Звонкий звук пощечины привел меня в себя.
И я обнаружила, что нависаю над ошалело раскрывшим рот Лешей, на щеке которого отпечатался яркий след руки. Моей руки.
— Заткнись! — срывающимся голосом процедила я. — Просто замолчи! Не смей, не смей трогать мою жизнь!!!
Глаза заволокла пелена и я обнаружила, что плачу.
Лицо Леши стало виноватым, и я поняла, что сейчас он начнет извиняться.
Я ничего слышать не хотела.
— Спасибо, я наелась, — прошипела я и прожогом бросилась наверх, в свою комнату.
Я думала, что как только закрою дверь, так меня истерикой и накроет. Но нет, слезы очень быстро высохли. Я без сил села на кровать и впала в странный ступор.
Мне казалось, что у меня закоротило мозг.
С одной стороны, я не принимала, отвергала слова Леши.
Я живой человек! Я не могу быть персонажем!
С другой…
На этом моменте моя голова отказывалась варить. Я даже мысль эту додумать не могла, сопротивлялась всей собой.
Я настолько отрешилась от мира, занятая попытками привести свой разум в порядок, что стук в дверь заметила только тогда, когда в нее явно замолотили ногами и со всей силы.
— Алена, я сейчас дверь выломаю, если не ответишь! — рявкнул Леша.
Гнев обуял меня с новой силой. Я соскочила с кровати и, мигом оказавшись у двери, быстро ее открыла. Когда я вообще успела ее на ключ закрыть?..
— Что, мало сказал? — в тон Леше отозвалась я. — Пришел добавить?!
— Фух, с тобой все в порядке, — выдохнул тот и внезапно грузно опустился на пол. — Видишь, малой? — он повернулся и только после этого я поняла, что за его спиной стоял Тоша. — Цела она. Вытри сопли и не разводи нюни из-за херни.

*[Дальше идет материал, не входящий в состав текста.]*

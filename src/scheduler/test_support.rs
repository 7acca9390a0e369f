/*!
 * Scheduler Test Support
 * Memory that claims free space but never places a block
 */

use crate::core::types::{Pid, Size};
use crate::memory::{
    Allocator, BlockExtent, BlockHandle, BlockInfo, Defragmenter, MemoryError, MemoryInfo,
    MemoryResult, MemoryStats,
};

/// Reports its whole capacity as free while every allocation misses
///
/// Models a corrupt partition: the admission ladder sees enough free
/// capacity, runs both repair passes and still gets `NoFit`.
#[derive(Debug)]
pub(super) struct NeverFits {
    capacity: Size,
    attempts: u32,
    coalesce_count: u64,
    compact_count: u64,
}

impl NeverFits {
    pub(super) fn new(capacity: Size) -> Self {
        Self {
            capacity,
            attempts: 0,
            coalesce_count: 0,
            compact_count: 0,
        }
    }

    /// Allocation calls seen so far
    pub(super) fn attempts(&self) -> u32 {
        self.attempts
    }
}

impl Allocator for NeverFits {
    fn allocate(&mut self, amount: Size, _owner: Pid) -> MemoryResult<BlockHandle> {
        self.attempts += 1;
        Err(MemoryError::NoFit {
            requested: amount,
            free: self.capacity,
            largest_free: 0,
        })
    }

    fn free(&mut self, _handle: BlockHandle) -> MemoryResult<()> {
        Ok(())
    }

    fn capacity(&self) -> Size {
        self.capacity
    }

    fn free_capacity(&self) -> Size {
        self.capacity
    }
}

impl Defragmenter for NeverFits {
    fn coalesce(&mut self) {
        self.coalesce_count += 1;
    }

    fn compact(&mut self) {
        self.compact_count += 1;
    }
}

impl MemoryInfo for NeverFits {
    fn stats(&self) -> MemoryStats {
        MemoryStats {
            capacity: self.capacity,
            free: self.capacity,
            allocated: 0,
            blocks: 0,
            free_blocks: 0,
            largest_free: 0,
            usage_percentage: 0.0,
        }
    }

    fn layout(&self) -> Vec<BlockInfo> {
        Vec::new()
    }

    fn extent_of(&self, _handle: BlockHandle) -> Option<BlockExtent> {
        None
    }

    fn coalesce_count(&self) -> u64 {
        self.coalesce_count
    }

    fn compact_count(&self) -> u64 {
        self.compact_count
    }
}
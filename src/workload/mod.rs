/*!
 * Workload Module
 * Process descriptor files and synthetic workload generation
 *
 * A workload file holds one process per line as
 * `id,memory,arrival,run_length` in decimal. Whitespace around fields is
 * tolerated and blank lines are skipped.
 */

pub mod generator;

pub use generator::{generate_workload, write_workload_files, WorkloadParams};

use crate::process::ProcessSpec;
use miette::Diagnostic;
use std::fmt::Write as _;
use std::num::ParseIntError;
use std::path::{Path, PathBuf};
use thiserror::Error;
use tracing::debug;

/// Workload result
pub type WorkloadResult<T> = Result<T, WorkloadError>;

const FIELDS: [&str; 4] = ["id", "memory", "arrival", "run_length"];

/// Workload errors
#[derive(Error, Debug, Diagnostic)]
pub enum WorkloadError {
    #[error("Line {line}: expected 4 comma-separated fields, found {found}")]
    #[diagnostic(
        code(workload::field_count),
        help("Each line must read id,memory,arrival,run_length")
    )]
    FieldCount { line: usize, found: usize },

    #[error("Line {line}: invalid {field} {value:?}")]
    #[diagnostic(
        code(workload::invalid_field),
        help("Fields must be non-negative decimal integers")
    )]
    InvalidField {
        line: usize,
        field: &'static str,
        value: String,
        #[source]
        source: ParseIntError,
    },

    #[error("Line {line}: {field} {value} is out of range")]
    #[diagnostic(code(workload::out_of_range))]
    OutOfRange {
        line: usize,
        field: &'static str,
        value: u64,
    },

    #[error("Failed to access workload file {}", path.display())]
    #[diagnostic(code(workload::io))]
    Io {
        path: PathBuf,
        #[source]
        source: std::io::Error,
    },
}

/// Parse workload text into process descriptors, in input order
pub fn parse_workload(text: &str) -> WorkloadResult<Vec<ProcessSpec>> {
    let mut specs = Vec::new();

    for (idx, raw) in text.lines().enumerate() {
        let line = idx + 1;
        if raw.trim().is_empty() {
            continue;
        }

        let fields: Vec<&str> = raw.split(',').map(str::trim).collect();
        if fields.len() != FIELDS.len() {
            return Err(WorkloadError::FieldCount {
                line,
                found: fields.len(),
            });
        }

        let mut values = [0u64; 4];
        for (slot, (value, field)) in values.iter_mut().zip(fields.iter().zip(FIELDS)) {
            *slot = value.parse().map_err(|source| WorkloadError::InvalidField {
                line,
                field,
                value: value.to_string(),
                source,
            })?;
        }

        let [id, memory, arrival, run_length] = values;
        let id = u32::try_from(id).map_err(|_| invalid_range(line, "id", id))?;
        let memory = usize::try_from(memory).map_err(|_| invalid_range(line, "memory", memory))?;
        specs.push(ProcessSpec::new(id, memory, arrival, run_length));
    }

    debug!(processes = specs.len(), "Parsed workload");
    Ok(specs)
}

fn invalid_range(line: usize, field: &'static str, value: u64) -> WorkloadError {
    WorkloadError::OutOfRange { line, field, value }
}

/// Read and parse a workload file
pub fn load_workload(path: impl AsRef<Path>) -> WorkloadResult<Vec<ProcessSpec>> {
    let path = path.as_ref();
    let text = std::fs::read_to_string(path).map_err(|source| WorkloadError::Io {
        path: path.to_path_buf(),
        source,
    })?;
    parse_workload(&text)
}

/// Render descriptors in the workload text format
pub fn to_csv(specs: &[ProcessSpec]) -> String {
    let mut out = String::new();
    for spec in specs {
        let _ = writeln!(
            out,
            "{},{},{},{}",
            spec.id, spec.memory, spec.arrival, spec.run_length
        );
    }
    out
}
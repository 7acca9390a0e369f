/*!
 * Snapshot
 * Point-in-time view of allocator and scheduler state
 */

use crate::core::limits::DEFAULT_RENDER_SCALE;
use crate::core::types::{Pid, Size, Tick};
use crate::memory::{BlockExtent, BlockInfo, Strategy};
use crate::render::render_snapshot;
use serde::{Deserialize, Serialize};
use std::fmt;

/// An active process as seen from outside
#[derive(Debug, Clone, Copy, PartialEq, Eq, Serialize, Deserialize)]
pub struct ActiveProcess {
    pub pid: Pid,
    /// Occupied extent; always present for a well-formed simulation
    pub extent: Option<BlockExtent>,
    pub remaining: Tick,
}

/// Serializable simulation state
#[derive(Debug, Clone, PartialEq, Serialize, Deserialize)]
pub struct Snapshot {
    pub time: Tick,
    pub capacity: Size,
    pub strategy: Strategy,
    pub free: Size,
    pub allocated: Size,
    /// Partition in address order
    pub blocks: Vec<BlockInfo>,
    /// Active set in round-robin order
    pub active: Vec<ActiveProcess>,
    pub pending: usize,
    pub coalesce_count: u64,
    pub compact_count: u64,
    pub rejected: Vec<Pid>,
}

impl Snapshot {
    pub fn to_json(&self) -> serde_json::Result<String> {
        serde_json::to_string_pretty(self)
    }
}

impl fmt::Display for Snapshot {
    fn fmt(&self, f: &mut fmt::Formatter<'_>) -> fmt::Result {
        f.write_str(&render_snapshot(self, DEFAULT_RENDER_SCALE))
    }
}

— Угу, — шмыгнул носом тот и утер рукавом рубашки покрасневшие влажные глаза.
— Запрет на слезы и эмоции у мальчиков в детстве провоцирует много проблем… — обескураженно пробормотала я строчки из полузабытой статьи. А потом до меня дошло: — В смысле цела?! Вы себе что тут вдвоем придумали?!
— А что должны были? — ворчливо отозвался Леша снизу, явно не собираясь вставать. — Мелкий, между прочим, минут десять стучал и звал тебя, а ты не отзывалась.
— И это, конечно же, значило, что я с собой что-то сделала. Вы что, того? — я выразительно покрутила пальцем у виска. — Я еще первое наказание за суицид не отбыла. Добавлять себе проблем сверху? Спасибо, не надо.
— Простите… — тихо сказал Тоша и бочком двинулся к лестнице.
В моей голове на бешеной скорости пронеслась цепочка: ребенок, получивший травму, так как видел смерть семьи, не смог меня дозваться и пришел к самому страшному и очевидному выводу.
— Стоять! — я торопливо цапнула его за воротник. — Ты идешь со мной. На кухню.